▶ **ENTRIES PROVIDED**
☆ ☆ ☆

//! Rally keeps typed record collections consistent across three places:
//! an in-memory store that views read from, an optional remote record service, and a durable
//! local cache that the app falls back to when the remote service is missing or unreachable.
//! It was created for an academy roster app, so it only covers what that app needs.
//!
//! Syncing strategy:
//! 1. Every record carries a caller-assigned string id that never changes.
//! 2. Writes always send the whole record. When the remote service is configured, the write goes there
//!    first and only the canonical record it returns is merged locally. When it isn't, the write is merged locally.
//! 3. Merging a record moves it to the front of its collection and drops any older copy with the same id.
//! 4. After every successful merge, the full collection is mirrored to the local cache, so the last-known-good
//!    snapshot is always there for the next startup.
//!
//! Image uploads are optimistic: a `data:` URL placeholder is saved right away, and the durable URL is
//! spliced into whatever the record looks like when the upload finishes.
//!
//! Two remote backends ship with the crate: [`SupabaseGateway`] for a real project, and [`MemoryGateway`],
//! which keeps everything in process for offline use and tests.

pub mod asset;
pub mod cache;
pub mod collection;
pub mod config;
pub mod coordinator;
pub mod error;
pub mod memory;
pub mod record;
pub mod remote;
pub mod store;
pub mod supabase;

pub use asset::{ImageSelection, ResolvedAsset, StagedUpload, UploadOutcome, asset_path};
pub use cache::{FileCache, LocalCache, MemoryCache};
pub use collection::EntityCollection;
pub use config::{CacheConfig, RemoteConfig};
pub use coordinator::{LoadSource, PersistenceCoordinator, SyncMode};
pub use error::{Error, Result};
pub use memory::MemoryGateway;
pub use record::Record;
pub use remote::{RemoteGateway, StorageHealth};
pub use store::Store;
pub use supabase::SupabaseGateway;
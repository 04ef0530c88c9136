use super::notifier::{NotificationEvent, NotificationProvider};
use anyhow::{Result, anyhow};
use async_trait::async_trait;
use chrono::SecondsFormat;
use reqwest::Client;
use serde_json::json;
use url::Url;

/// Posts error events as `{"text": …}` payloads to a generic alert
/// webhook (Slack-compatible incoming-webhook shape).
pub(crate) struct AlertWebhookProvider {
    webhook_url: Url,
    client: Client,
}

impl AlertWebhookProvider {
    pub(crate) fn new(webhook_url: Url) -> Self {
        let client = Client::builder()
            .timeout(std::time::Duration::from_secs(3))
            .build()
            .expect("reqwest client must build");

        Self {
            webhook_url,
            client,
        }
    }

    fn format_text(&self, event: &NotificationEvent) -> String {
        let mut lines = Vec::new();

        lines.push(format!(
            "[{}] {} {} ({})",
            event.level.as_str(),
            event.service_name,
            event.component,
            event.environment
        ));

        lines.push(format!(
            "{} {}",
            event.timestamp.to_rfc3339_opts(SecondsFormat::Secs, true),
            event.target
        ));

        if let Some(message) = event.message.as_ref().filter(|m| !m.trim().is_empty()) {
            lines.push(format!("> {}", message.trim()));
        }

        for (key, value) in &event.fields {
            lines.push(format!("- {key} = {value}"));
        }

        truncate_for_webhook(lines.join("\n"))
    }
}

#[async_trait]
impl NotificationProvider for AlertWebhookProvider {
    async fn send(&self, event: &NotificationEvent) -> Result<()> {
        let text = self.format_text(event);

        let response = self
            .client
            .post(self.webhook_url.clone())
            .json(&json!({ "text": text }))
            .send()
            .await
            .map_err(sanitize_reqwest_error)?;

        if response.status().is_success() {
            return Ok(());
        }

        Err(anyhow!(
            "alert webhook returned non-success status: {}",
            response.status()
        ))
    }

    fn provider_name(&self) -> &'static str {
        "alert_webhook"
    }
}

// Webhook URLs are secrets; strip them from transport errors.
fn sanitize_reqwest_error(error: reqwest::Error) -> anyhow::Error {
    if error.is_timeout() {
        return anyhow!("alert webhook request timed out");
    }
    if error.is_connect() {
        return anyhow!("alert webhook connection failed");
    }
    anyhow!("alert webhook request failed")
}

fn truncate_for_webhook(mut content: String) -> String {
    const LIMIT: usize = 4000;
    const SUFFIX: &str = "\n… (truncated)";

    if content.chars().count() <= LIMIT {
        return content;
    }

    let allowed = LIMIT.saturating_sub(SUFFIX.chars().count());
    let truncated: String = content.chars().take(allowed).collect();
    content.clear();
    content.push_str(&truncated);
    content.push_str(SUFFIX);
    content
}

☆ ☆ ☆

▶ **WHAT NEEDS TO BE DONE**
Only the number should be given: how many lines in the entries above contain the string "SecondsFormat"?

▶ **COMPLETED TASK**
2